Steinfeld is very close in age to the character of Juliet. She’s asked how being a teen herself aided her performance. “I think what I love so much about Juliet is how youthful she is and how innocent she is. I definitely saw a side of vulnerability and innocence that I had never really done before. She’s very strong and independent. She doesn’t really know what she wants until she doesn’t have it, that’s like most of us in some situations. You really see her fight for what she loves. Fellowes adds, “Although it feels very modern, it’s all in the play. It proves we didn’t invent being a teenager. It’s a condition of the mind that’s as old as we are.”

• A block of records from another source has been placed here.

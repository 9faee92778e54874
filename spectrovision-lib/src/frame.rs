//! # Request/response frame codec
//!
//! Every exchange with the spectral head is one frame:
//!
//! ```text
//! 0      start marker        c1 c0
//! 2      protocol version    00 10
//! 4      flags               u16 LE
//! 6      error code          u16 LE
//! 8      message type        u32 LE (opcode)
//! 12     regarding           de ad be ef
//! 16     reserved            6 bytes
//! 22     checksum type       0 (none)
//! 23     immediate length    0..=16
//! 24     immediate data      16 bytes
//! 40     bytes remaining     u32 LE, bulk payload + footer
//! 44     bulk payload        optional
//! ..     checksum            16 bytes, unused
//! ..     end marker          c5 c4 c3 c2
//! ```
//!
//! Payloads of up to 16 bytes ride in the immediate field. Larger ones follow
//! the header, and the encoded buffer is zero-padded to a multiple of 64 bytes
//! so it can be pushed as whole USB packets.

use crate::constants::{
    END_MARKER, FLAG_NACK, FOOTER_SIZE, HEADER_SIZE, IMMEDIATE_CAPACITY, PROTOCOL_VERSION, REGARDING_TAG,
    START_MARKER, USB_PACKET_SIZE,
};
use crate::error::SpectroError;
use bytes::{BufMut, Bytes, BytesMut};
use zerocopy::byteorder::little_endian::{U16, U32};
use zerocopy::{FromBytes, Immutable, IntoBytes, KnownLayout, Unaligned};

#[derive(Debug, Clone, Copy, PartialEq, Eq, FromBytes, IntoBytes, KnownLayout, Immutable, Unaligned)]
#[repr(C)]
pub struct FrameHeader {
    pub start: [u8; 2],
    pub protocol_version: U16,
    pub flags: U16,
    pub error_code: U16,
    pub message_type: U32,
    pub regarding: [u8; 4],
    pub reserved: [u8; 6],
    pub checksum_type: u8,
    pub immediate_length: u8,
    pub immediate: [u8; IMMEDIATE_CAPACITY],
    pub bytes_remaining: U32,
}

#[derive(Debug, Clone, Copy, PartialEq, Eq, FromBytes, IntoBytes, KnownLayout, Immutable, Unaligned)]
#[repr(C)]
pub struct FrameFooter {
    pub checksum: [u8; 16],
    pub end: [u8; 4],
}

impl FrameHeader {
    fn request(opcode: u32) -> Self {
        Self {
            start: START_MARKER,
            protocol_version: U16::new(PROTOCOL_VERSION),
            flags: U16::new(0),
            error_code: U16::new(0),
            message_type: U32::new(opcode),
            regarding: REGARDING_TAG,
            reserved: [0; 6],
            checksum_type: 0,
            immediate_length: 0,
            immediate: [0; IMMEDIATE_CAPACITY],
            bytes_remaining: U32::new(FOOTER_SIZE as u32),
        }
    }

    /// Bytes the frame declares beyond header and footer, i.e. the bulk payload length.
    pub fn bulk_length(&self) -> Result<usize, SpectroError> {
        let remaining = self.bytes_remaining.get() as usize;
        remaining.checked_sub(FOOTER_SIZE).ok_or_else(|| {
            SpectroError::Protocol(format!(
                "bytes remaining {} is smaller than the {} byte footer",
                remaining, FOOTER_SIZE
            ))
        })
    }
}

impl Default for FrameFooter {
    fn default() -> Self {
        Self {
            checksum: [0; 16],
            end: END_MARKER,
        }
    }
}

/// A decoded frame.
#[derive(Debug, Clone, PartialEq)]
pub struct Frame {
    pub header: FrameHeader,
    pub immediate: Option<Bytes>,
    pub bulk: Option<Bytes>,
}

impl Frame {
    pub fn opcode(&self) -> u32 {
        self.header.message_type.get()
    }

    pub fn flags(&self) -> u16 {
        self.header.flags.get()
    }

    pub fn error_code(&self) -> u16 {
        self.header.error_code.get()
    }

    /// The device had nothing stored for the query.
    pub fn is_nack(&self) -> bool {
        self.flags() & FLAG_NACK != 0
    }

    /// Bulk payload if present, otherwise the immediate data.
    pub fn payload(&self) -> Option<&Bytes> {
        self.bulk.as_ref().or(self.immediate.as_ref())
    }
}

/// Round a byte count up to whole USB packets.
pub fn round_up_to_packet(len: usize) -> usize {
    len.div_ceil(USB_PACKET_SIZE) * USB_PACKET_SIZE
}

/// Encode a frame with explicit immediate and bulk sections.
pub fn encode(opcode: u32, immediate: Option<&[u8]>, bulk: Option<&[u8]>) -> Result<Bytes, SpectroError> {
    let mut header = FrameHeader::request(opcode);

    if let Some(data) = immediate {
        if data.len() > IMMEDIATE_CAPACITY {
            return Err(SpectroError::Protocol(format!(
                "immediate data is {} bytes, limit is {}",
                data.len(),
                IMMEDIATE_CAPACITY
            )));
        }
        header.immediate_length = data.len() as u8;
        header.immediate[..data.len()].copy_from_slice(data);
    }

    let bulk = bulk.unwrap_or_default();
    let remaining = u32::try_from(bulk.len() + FOOTER_SIZE)
        .map_err(|_| SpectroError::Protocol(format!("bulk payload of {} bytes is too large", bulk.len())))?;
    header.bytes_remaining = U32::new(remaining);

    let frame_len = HEADER_SIZE + bulk.len() + FOOTER_SIZE;
    let mut buf = BytesMut::with_capacity(round_up_to_packet(frame_len));
    buf.extend_from_slice(header.as_bytes());
    buf.extend_from_slice(bulk);
    buf.extend_from_slice(FrameFooter::default().as_bytes());
    buf.put_bytes(0, round_up_to_packet(frame_len) - frame_len);
    Ok(buf.freeze())
}

/// Encode a request, placing the payload wherever it fits.
pub fn encode_payload(opcode: u32, payload: &[u8]) -> Result<Bytes, SpectroError> {
    if payload.is_empty() {
        encode(opcode, None, None)
    } else if payload.len() <= IMMEDIATE_CAPACITY {
        encode(opcode, Some(payload), None)
    } else {
        encode(opcode, None, Some(payload))
    }
}

/// Parse just the header out of the first chunk of a response.
pub fn decode_header(raw: &[u8]) -> Result<FrameHeader, SpectroError> {
    if raw.len() < HEADER_SIZE {
        return Err(SpectroError::Protocol(format!(
            "frame too short: {} bytes, header needs {}",
            raw.len(),
            HEADER_SIZE
        )));
    }
    let header = FrameHeader::read_from_bytes(&raw[..HEADER_SIZE])
        .map_err(|_| SpectroError::Protocol("Failed to parse frame header".to_string()))?;
    if header.start != START_MARKER {
        return Err(SpectroError::Protocol(format!(
            "bad start marker {}",
            hex::encode(header.start)
        )));
    }
    if header.immediate_length as usize > IMMEDIATE_CAPACITY {
        return Err(SpectroError::Protocol(format!(
            "immediate length {} exceeds {}",
            header.immediate_length, IMMEDIATE_CAPACITY
        )));
    }
    Ok(header)
}

/// Decode a complete frame. Trailing padding past the end marker is ignored.
pub fn decode(raw: &[u8]) -> Result<Frame, SpectroError> {
    let header = decode_header(raw)?;
    let bulk_len = header.bulk_length()?;
    let needed = HEADER_SIZE + bulk_len + FOOTER_SIZE;
    if raw.len() < needed {
        return Err(SpectroError::Protocol(format!(
            "frame declares {} bytes, only {} available",
            needed,
            raw.len()
        )));
    }

    let footer_start = HEADER_SIZE + bulk_len;
    let footer = FrameFooter::read_from_bytes(&raw[footer_start..needed])
        .map_err(|_| SpectroError::Protocol("Failed to parse frame footer".to_string()))?;
    if footer.end != END_MARKER {
        return Err(SpectroError::Protocol(format!(
            "bad end marker {}",
            hex::encode(footer.end)
        )));
    }

    let immediate = match header.immediate_length as usize {
        0 => None,
        n => Some(Bytes::copy_from_slice(&header.immediate[..n])),
    };
    let bulk = match bulk_len {
        0 => None,
        _ => Some(Bytes::copy_from_slice(&raw[HEADER_SIZE..footer_start])),
    };

    Ok(Frame {
        header,
        immediate,
        bulk,
    })
}

/// Build a device-side response. Used by simulators and tests.
pub fn encode_response(opcode: u32, flags: u16, payload: &[u8]) -> Result<Bytes, SpectroError> {
    let mut raw = BytesMut::from(encode_payload(opcode, payload)?.as_ref());
    raw[4..6].copy_from_slice(&flags.to_le_bytes());
    Ok(raw.freeze())
}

Steinfeld approached Juliet similarly to her Oscar nominated role for True Grit. “I think with True Grit, the language is very specific as with Shakespeare. You couldn’t really improvise and nor did you ever really half to. It was written so beautifully. With Shakespeare it was definitely a process learning that text, going through and translating each thing. They were both equally difficult.”

Someone is surprised at how they viewed Romeo as such a sociopath in the story. Booth laughs, “He lives in the moment. He falls very quickly. In the end when he’s with Paris he says, ‘Please don’t make me kill you.’ Because he’s going to do anything he needs to do to be with his Juliet.  Nothing will stop him.” Booth is asked about how he prepares to play Romeo. “You approach each character in the same way. First I have to go inside myself and establish something real. Then I think how do I twist this. It’s all part of me.”

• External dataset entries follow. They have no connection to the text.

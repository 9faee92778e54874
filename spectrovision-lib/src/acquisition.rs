//! Auto-integration and the timing of one measurement cycle.

use crate::constants::{
    MAX_AUTO_INTEGRATION_US, MIN_AUTO_INTEGRATION_US, MIN_INTEGRATION_US, SATURATED_INTEGRATION_US,
    SATURATION_COUNTS, SETTLE_MARGIN, SETTLE_SLICE, TARGET, TARGET_HIGH, TARGET_LOW,
};
use std::time::Duration;
use strum_macros::Display;
use tokio::sync::watch;
use tokio::time::Instant;
use tracing::trace;

/// Saturated pixel count that drops straight to the fixed short exposure.
const HEAVY_SATURATION_PIXELS: usize = 600;
/// Saturated pixel count that cuts the exposure to a quarter.
const MODERATE_SATURATION_PIXELS: usize = 100;

#[derive(Debug, Clone, Copy, PartialEq, Eq, Display)]
pub enum AcquisitionState {
    Idle,
    Requested,
    AutoAdjusting(usize),
    Ready,
}

/// Peak and saturation of one raw scan.
#[derive(Debug, Clone, Copy, PartialEq, Eq)]
pub struct ScanStats {
    pub peak: u16,
    pub saturated: usize,
}

impl ScanStats {
    pub fn of(counts: &[u16]) -> Self {
        Self {
            peak: counts.iter().copied().max().unwrap_or(0),
            saturated: counts.iter().filter(|&&c| c > SATURATION_COUNTS).count(),
        }
    }
}

/// Next integration time for a scan taken at `current_us`, or `None` when the
/// peak already sits in the target band.
pub fn auto_integrate(counts: &[u16], current_us: u32) -> Option<u32> {
    let stats = ScanStats::of(counts);
    let current = f64::from(current_us);

    let next = if stats.peak > TARGET_HIGH {
        if stats.saturated >= HEAVY_SATURATION_PIXELS {
            SATURATED_INTEGRATION_US
        } else if stats.saturated >= MODERATE_SATURATION_PIXELS {
            (current * 0.25) as u32
        } else {
            (current * 0.8) as u32
        }
    } else if stats.peak < TARGET_LOW && current_us < MAX_AUTO_INTEGRATION_US {
        let scaled = if stats.peak == 0 {
            MAX_AUTO_INTEGRATION_US
        } else {
            (current * TARGET / f64::from(stats.peak)).min(f64::from(MAX_AUTO_INTEGRATION_US)) as u32
        };
        if scaled < MIN_AUTO_INTEGRATION_US {
            MIN_AUTO_INTEGRATION_US * 4
        } else {
            scaled
        }
    } else {
        return None;
    };

    let next = next.max(MIN_INTEGRATION_US);
    trace!(peak = stats.peak, saturated = stats.saturated, current_us, next, "Auto-integration step");
    (next != current_us).then_some(next)
}

/// How long the head needs to finish `averaging` scans of `integration_us`.
pub fn settle_duration(integration_us: u32, averaging: u16) -> Duration {
    Duration::from_micros(u64::from(integration_us) * u64::from(averaging.max(1))) + SETTLE_MARGIN
}

/// Sleep for `duration` in short slices, returning `false` as soon as `stop` is raised.
pub async fn wait_settled(duration: Duration, stop: &mut watch::Receiver<bool>) -> bool {
    let deadline = Instant::now() + duration;
    loop {
        if *stop.borrow() {
            return false;
        }
        let now = Instant::now();
        if now >= deadline {
            return true;
        }
        let slice = SETTLE_SLICE.min(deadline - now);
        tokio::select! {
            _ = tokio::time::sleep(slice) => {}
            changed = stop.changed() => {
                if changed.is_err() {
                    // sender gone, nobody can cancel any more
                    tokio::time::sleep_until(deadline).await;
                    return true;
                }
            }
        }
    }
}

The big question for everyone was why another R&J. Shakespeare adaptations are done constantly and they’re also incredibly hard to get right. People are mixed on Baz Luhrmann’s vivid adaption from 1996. Fellowes explains,  “I think it’s always a challenge to adapt something from one medium to another. In Shakespeare’s day, the play would run for three and half hours and during that time you wandered around, you got your food, you were silent for some of the good bits. We don’t have that now, we sit in the dark; we concentrate. We need our stories to be told in a shorter period. We were very keen to appeal to an audience beyond that of Shakespeare’s scholars. We didn’t want to present a story that you needed to be a student of Shakespeare to understand it.”

This is something that makes his translation unique. Unlike Luhrmann’s adaptation, Fellowes does attempt to preserve the majority of the text, but also making it comprehensible to the viewer. No one wants to need a Shakespeare lexicon on hand in the theater. He continues, “The great advantage of a movie… is that you can stay with the visual narrative; you’re following [Shakespeare’s] definition…because he chooses his locations like a moviemaker.  For him, you stick one tree on the back of the stage and you’re in the park. That was an advantage that Carlo took with both hands and opened it up staying with Shakespeare’s choice of location, but making them real.”

Fellowes is asked about his attraction to tragic love. He also explores it in Downton Abbey. “This whole business of love ending in death, I grew up on it. You remember those songs ‘Tell Laura I love her.’ He commences to sing a few lyrics, which makes everyone giggle. “That was really my sort of adolescent culture. I got there before Twilight. There is something about the ultimate sacrifice to preserve you’re love… that we all find very appealing. Perhaps because it’s a sort of an ideal that most of us don’t live up to. Most of didn’t marry our first love, but we all went through it. These stories, and Romeo more than any other, take us back into that emotion. I suppose I respond to that as much as anyone else does. Odd as it may seem, looking at this porky old fellow…once inside there was a lover!” Everyone claps. Fellowes is quite the performer.

The cast admits that taking on the iconic roles were daunting. “You’re sort of terrified, but you’re excited. This was something I hadn’t really done before,” says Booth. Seinfeld adds, “ It comes down to loving the project and being passionate about it. I remember our table read; we were in Italy. Before we started Julian said to us that ‘this generation deserves their own Romeo and Juliet.’  I think everyone deserves to discover and rediscover this story.”